Leaving out every line before the one with "the run fully", write out the rest of the records below exactly.

_ _ _

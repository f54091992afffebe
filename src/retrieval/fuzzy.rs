use strsim::normalized_levenshtein;

use crate::corpus::{CorpusScope, TmStore};
use crate::retrieval::{rank, MatchCandidate, MatchMethod};

/// Edit-distance similarity on a 0..=100 scale.
///
/// 100 is reserved for byte-identical text; everything else is capped at 99
/// so an exact-match lookup can trust `score == 100.0`.
pub fn fuzzy_score(query: &str, candidate: &str) -> f32 {
    if query == candidate {
        return 100.0;
    }
    let sim = normalized_levenshtein(query, candidate) as f32;
    (sim * 100.0).round().clamp(0.0, 99.0)
}

/// Scans the scope and returns units scoring at least `min_score`.
pub fn search_fuzzy(
    store: &TmStore,
    query: &str,
    scope: &CorpusScope,
    min_score: f32,
    limit: usize,
) -> Vec<MatchCandidate> {
    let mut candidates = Vec::new();
    store.for_each_in_scope(scope, |unit| {
        let score = fuzzy_score(query, &unit.source_text);
        if score >= min_score {
            candidates.push(MatchCandidate {
                id: unit.id,
                source_text: unit.source_text.clone(),
                target_text: unit.target_text.clone(),
                score,
                method: MatchMethod::Fuzzy,
            });
        }
    });
    rank(&mut candidates);
    candidates.truncate(limit);
    candidates
}

#[cfg(test)]
mod tests {
    use super::*;

    #[test]
    fn identical_text_scores_hundred() {
        assert_eq!(fuzzy_score("Power on the device.", "Power on the device."), 100.0);
        assert_eq!(fuzzy_score("", ""), 100.0);
    }

    #[test]
    fn near_match_never_reaches_hundred() {
        let score = fuzzy_score("Power on the device.", "Power on the device");
        assert!(score >= 90.0 && score <= 99.0, "got {score}");
        // One edit over a longest length of 12: round(100 * (1 - 1/12)).
        assert_eq!(fuzzy_score("Hello world", "Hello world!"), 92.0);
        assert_eq!(fuzzy_score("abc", ""), 0.0);
    }

    #[test]
    fn unrelated_text_scores_low() {
        assert!(fuzzy_score("Power on the device.", "Квартальный отчёт") < 30.0);
    }

    #[test]
    fn search_filters_sorts_and_breaks_ties_by_recency() {
        let store = TmStore::new();
        let scope = CorpusScope::new("en-US", "de-DE");
        let old = store.insert("Press the button", "Knopf drücken", &scope, None);
        let new = store.insert("Press the button", "Taste drücken", &scope, None);
        store.insert("Completely different sentence", "Anders", &scope, None);

        let hits = search_fuzzy(&store, "Press the button", &scope, 60.0, 10);
        assert_eq!(hits.len(), 2);
        assert_eq!(hits[0].id, new);
        assert_eq!(hits[1].id, old);
        assert!(hits.iter().all(|h| h.method == MatchMethod::Fuzzy));

        let top_only = search_fuzzy(&store, "Press the button", &scope, 60.0, 1);
        assert_eq!(top_only.len(), 1);
        assert_eq!(top_only[0].id, new);
    }
}
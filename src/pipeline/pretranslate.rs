mod batch;
mod critic;

use std::collections::HashMap;
use std::sync::Arc;

use tracing::{info, warn};

use crate::document::{apply_writes, Document, SegmentStatus, SegmentStore, SegmentWrite};
use crate::error::{PipelineError, Result};
use crate::glossary::GlossaryFilter;
use crate::jobs::{JobRegistry, JobUpdate, OutcomeKind, PretranslationJob, SegmentOutcome};
use crate::progress::ConsoleProgress;
use crate::provider::TranslationProvider;
use crate::retrieval::{HybridRanker, MatchCandidate, SearchOptions};

use super::config::{GenerationMode, PipelineConfig};

/// Which scanned segments are handed to the model.
#[derive(Clone, Copy, Debug, Default, PartialEq, Eq)]
pub enum AiScope {
    /// Everything without an exact TM match.
    #[default]
    Both,
    /// Only segments that at least have a fuzzy suggestion.
    LowScoreMatches,
    /// Only segments with no usable suggestion at all.
    NoMatchOnly,
}

impl AiScope {
    pub fn parse(s: Option<&str>) -> Self {
        match s.unwrap_or("both").trim().to_ascii_lowercase().as_str() {
            "low" | "low_score" | "low_score_matches" => Self::LowScoreMatches,
            "none" | "no_match" | "no_match_only" => Self::NoMatchOnly,
            _ => Self::Both,
        }
    }
}

/// Per-run knobs. Defaults translate untouched segments only.
#[derive(Clone, Copy, Debug, Default)]
pub struct PretranslateOptions {
    /// Re-translate segments a reviewer already confirmed.
    pub rewrite_confirmed: bool,
    /// Re-translate segments holding an unreviewed draft.
    pub rewrite_non_confirmed: bool,
    pub ai_scope: AiScope,
    pub mode: GenerationMode,
}

/// One pending segment write paired with the outcome that will be reported
/// once the write is durable.
struct BufferedWrite {
    write: SegmentWrite,
    outcome: SegmentOutcome,
}

/// Mutable bookkeeping for a single run, shared by the scan and AI stages.
struct RunState {
    document_id: String,
    buffer: Vec<BufferedWrite>,
    tm_committed: usize,
    ai_committed: usize,
    /// Segment indexes waiting for the AI stage, in document order.
    queued: Vec<usize>,
    /// Best non-exact suggestion per queued segment: (score, unit id).
    best_by_index: HashMap<usize, (f32, u64)>,
}

impl RunState {
    fn new(document_id: &str) -> Self {
        Self {
            document_id: document_id.to_string(),
            buffer: Vec::new(),
            tm_committed: 0,
            ai_committed: 0,
            queued: Vec::new(),
            best_by_index: HashMap::new(),
        }
    }
}

/// Drives a document through scan, AI generation and finalize. Writes are
/// buffered and committed in checkpoints; the job registry only ever reflects
/// what storage already holds.
pub struct PretranslationPipeline {
    cfg: PipelineConfig,
    ranker: Arc<HybridRanker>,
    glossary: Arc<GlossaryFilter>,
    provider: Arc<dyn TranslationProvider>,
    store: Arc<dyn SegmentStore>,
    registry: Arc<JobRegistry>,
    progress: ConsoleProgress,
}

impl PretranslationPipeline {
    pub fn new(
        cfg: PipelineConfig,
        ranker: Arc<HybridRanker>,
        glossary: Arc<GlossaryFilter>,
        provider: Arc<dyn TranslationProvider>,
        store: Arc<dyn SegmentStore>,
        registry: Arc<JobRegistry>,
        progress: ConsoleProgress,
    ) -> Self {
        Self {
            cfg,
            ranker,
            glossary,
            provider,
            store,
            registry,
            progress,
        }
    }

    pub fn registry(&self) -> &Arc<JobRegistry> {
        &self.registry
    }

    pub fn config(&self) -> &PipelineConfig {
        &self.cfg
    }

    /// Runs the full pipeline for one document and returns the final job
    /// snapshot. Cancellation ends the run early but is not an error; the
    /// returned job then carries the `Cancelled` status.
    pub async fn pretranslate(
        &self,
        document_id: &str,
        options: &PretranslateOptions,
    ) -> Result<PretranslationJob> {
        let mut document = self.store.load(document_id)?;

        let eligible: Vec<usize> = document
            .segments
            .iter()
            .filter(|seg| {
                if seg.source_text.trim().is_empty() {
                    return false;
                }
                if !seg.has_target() {
                    return true;
                }
                match seg.status {
                    SegmentStatus::Confirmed => options.rewrite_confirmed,
                    _ => options.rewrite_non_confirmed,
                }
            })
            .map(|seg| seg.index)
            .collect();

        self.registry.create(document_id, eligible.len());
        self.progress.stage("INIT");
        info!(
            document = document_id,
            eligible = eligible.len(),
            total = document.segments.len(),
            mode = ?options.mode,
            "pretranslation started"
        );

        if eligible.is_empty() {
            self.registry.complete(document_id);
            self.progress.info("no eligible segments, nothing to do");
            return self.snapshot(document_id);
        }

        let mut state = RunState::new(document_id);
        let run = self.run_stages(&mut document, &eligible, options, &mut state).await;

        self.progress.stage("FINALIZING");
        match run {
            Ok(()) => {
                self.commit(&mut document, &mut state)?;
                self.registry.complete(document_id);
                let job = self.snapshot(document_id)?;
                self.progress.summary(
                    "COMPLETED",
                    job.tm_applied,
                    job.ai_applied,
                    job.total_segments,
                );
                Ok(job)
            }
            // The cancel check already flushed the buffer.
            Err(PipelineError::Cancelled) => {
                self.registry.complete(document_id);
                let job = self.snapshot(document_id)?;
                self.progress.summary(
                    "CANCELLED",
                    job.tm_applied,
                    job.ai_applied,
                    job.total_segments,
                );
                Ok(job)
            }
            Err(e) => {
                if let Err(flush) = self.commit(&mut document, &mut state) {
                    warn!(error = %flush, "could not flush buffered writes after failure");
                }
                self.registry.set_error(document_id, e.to_string());
                Err(e)
            }
        }
    }

    async fn run_stages(
        &self,
        document: &mut Document,
        eligible: &[usize],
        options: &PretranslateOptions,
        state: &mut RunState,
    ) -> Result<()> {
        self.scan(document, eligible, options, state).await?;

        if state.queued.is_empty() {
            return Ok(());
        }
        self.registry.update(
            &state.document_id,
            JobUpdate {
                message: Some(format!("AI_QUEUED: {} segments", state.queued.len())),
                ..JobUpdate::default()
            },
        );
        self.progress.stage("AI_QUEUED");
        info!(queued = state.queued.len(), "segments queued for AI translation");

        self.progress.stage("AI_PROCESSING");
        match options.mode {
            GenerationMode::Batch => self.run_batch_mode(document, state).await,
            GenerationMode::Critic => self.run_critic_mode(document, state).await,
        }
    }

    /// Stage one: exact TM hits become writes, everything else collects a
    /// best-suggestion score and queues for AI per the requested scope.
    async fn scan(
        &self,
        document: &mut Document,
        eligible: &[usize],
        options: &PretranslateOptions,
        state: &mut RunState,
    ) -> Result<()> {
        self.progress.stage("SCANNING");
        self.registry.update(
            &state.document_id,
            JobUpdate {
                message: Some("SCANNING".to_string()),
                ..JobUpdate::default()
            },
        );

        for (pos, &index) in eligible.iter().enumerate() {
            self.check_cancel(document, state)?;

            if pos % self.cfg.progress_update_every == 0 {
                self.registry.update(
                    &state.document_id,
                    JobUpdate {
                        current_segment: Some(pos),
                        message: Some(format!("SCANNING segment {}/{}", pos + 1, eligible.len())),
                        ..JobUpdate::default()
                    },
                );
                self.progress.progress("scanning", pos + 1, eligible.len());
            }

            let source = document.segments[index].source_text.clone();
            let scope = document.scope();

            let exact = self
                .ranker
                .search(&source, &SearchOptions::exact(scope.clone()))
                .await?;
            if let Some(hit) = exact.into_iter().next() {
                state.buffer.push(tm_write(index, hit));
            } else {
                let suggestions = self
                    .ranker
                    .search(
                        &source,
                        &SearchOptions::suggestions(scope, 1, self.cfg.search.min_suggestion_score),
                    )
                    .await?;
                if let Some(best) = suggestions.first() {
                    state.best_by_index.insert(index, (best.score, best.id));
                }

                let wanted = match options.ai_scope {
                    AiScope::Both => true,
                    AiScope::LowScoreMatches => state.best_by_index.contains_key(&index),
                    AiScope::NoMatchOnly => !state.best_by_index.contains_key(&index),
                };
                if wanted {
                    state.queued.push(index);
                }
            }

            if state.buffer.len() >= self.cfg.checkpoint_every {
                self.commit(document, state)?;
                self.check_cancel(document, state)?;
            }
        }

        self.commit(document, state)
    }

    /// Flushes the buffer through the store, then mirrors outcomes and
    /// counters into the registry. Storage always leads the registry.
    fn commit(&self, document: &mut Document, state: &mut RunState) -> Result<()> {
        if state.buffer.is_empty() {
            return Ok(());
        }
        let writes: Vec<SegmentWrite> = state.buffer.iter().map(|b| b.write.clone()).collect();
        self.store.commit(&state.document_id, &writes)?;
        apply_writes(document, &writes)?;

        for buffered in state.buffer.drain(..) {
            match buffered.outcome.kind {
                OutcomeKind::TmExact => state.tm_committed += 1,
                OutcomeKind::Ai | OutcomeKind::Fallback => state.ai_committed += 1,
            }
            self.registry.append_result(&state.document_id, buffered.outcome);
        }
        self.registry.update(
            &state.document_id,
            JobUpdate {
                tm_applied: Some(state.tm_committed),
                ai_applied: Some(state.ai_committed),
                ..JobUpdate::default()
            },
        );
        Ok(())
    }

    /// Flush-then-stop: pending writes land before the cancel is honored, so
    /// a cancelled job never loses finished work.
    fn check_cancel(&self, document: &mut Document, state: &mut RunState) -> Result<()> {
        if self.registry.is_cancelled(&state.document_id) {
            self.commit(document, state)?;
            return Err(PipelineError::Cancelled);
        }
        Ok(())
    }

    fn snapshot(&self, document_id: &str) -> Result<PretranslationJob> {
        self.registry.get(document_id).ok_or_else(|| {
            PipelineError::Validation(format!("no job registered for document {document_id}"))
        })
    }
}

fn tm_write(index: usize, hit: MatchCandidate) -> BufferedWrite {
    BufferedWrite {
        write: SegmentWrite {
            index,
            target_mt: hit.target_text.clone(),
            target_final: Some(hit.target_text.clone()),
            status: SegmentStatus::Mt,
            fuzzy_score: Some(hit.score),
            best_match_ref: Some(hit.id),
        },
        outcome: SegmentOutcome {
            segment_index: index,
            kind: OutcomeKind::TmExact,
            target_text: hit.target_text,
            score: Some(hit.score),
        },
    }
}

fn ai_write(index: usize, text: String, best: Option<(f32, u64)>) -> BufferedWrite {
    BufferedWrite {
        write: SegmentWrite {
            index,
            target_mt: text.clone(),
            target_final: None,
            status: SegmentStatus::Mt,
            fuzzy_score: best.map(|(score, _)| score),
            best_match_ref: best.map(|(_, id)| id),
        },
        outcome: SegmentOutcome {
            segment_index: index,
            kind: OutcomeKind::Ai,
            target_text: text,
            score: best.map(|(score, _)| score),
        },
    }
}

/// Source text copied through so the document leaves the run fully
/// populated. Reported as a fallback, never as a translation.
fn fallback_write(index: usize, source_text: &str) -> BufferedWrite {
    BufferedWrite {
        write: SegmentWrite {
            index,
            target_mt: source_text.to_string(),
            target_final: None,
            status: SegmentStatus::Mt,
            fuzzy_score: None,
            best_match_ref: None,
        },
        outcome: SegmentOutcome {
            segment_index: index,
            kind: OutcomeKind::Fallback,
            target_text: source_text.to_string(),
            score: None,
        },
    }
}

_ _ _

• Solved problem:
/// Source text copied through so the document leaves the run fully
/// populated. Reported as a fallback, never as a translation.
fn fallback_write(index: usize, source_text: &str) -> BufferedWrite {
    BufferedWrite {
        write: SegmentWrite {
            index,
            target_mt: source_text.to_string(),
            target_final: None,
            status: SegmentStatus::Mt,
            fuzzy_score: None,
            best_match_ref: None,
        },
        outcome: SegmentOutcome {
            segment_index: index,
            kind: OutcomeKind::Fallback,
            target_text: source_text.to_string(),
            score: None,
        },
    }
}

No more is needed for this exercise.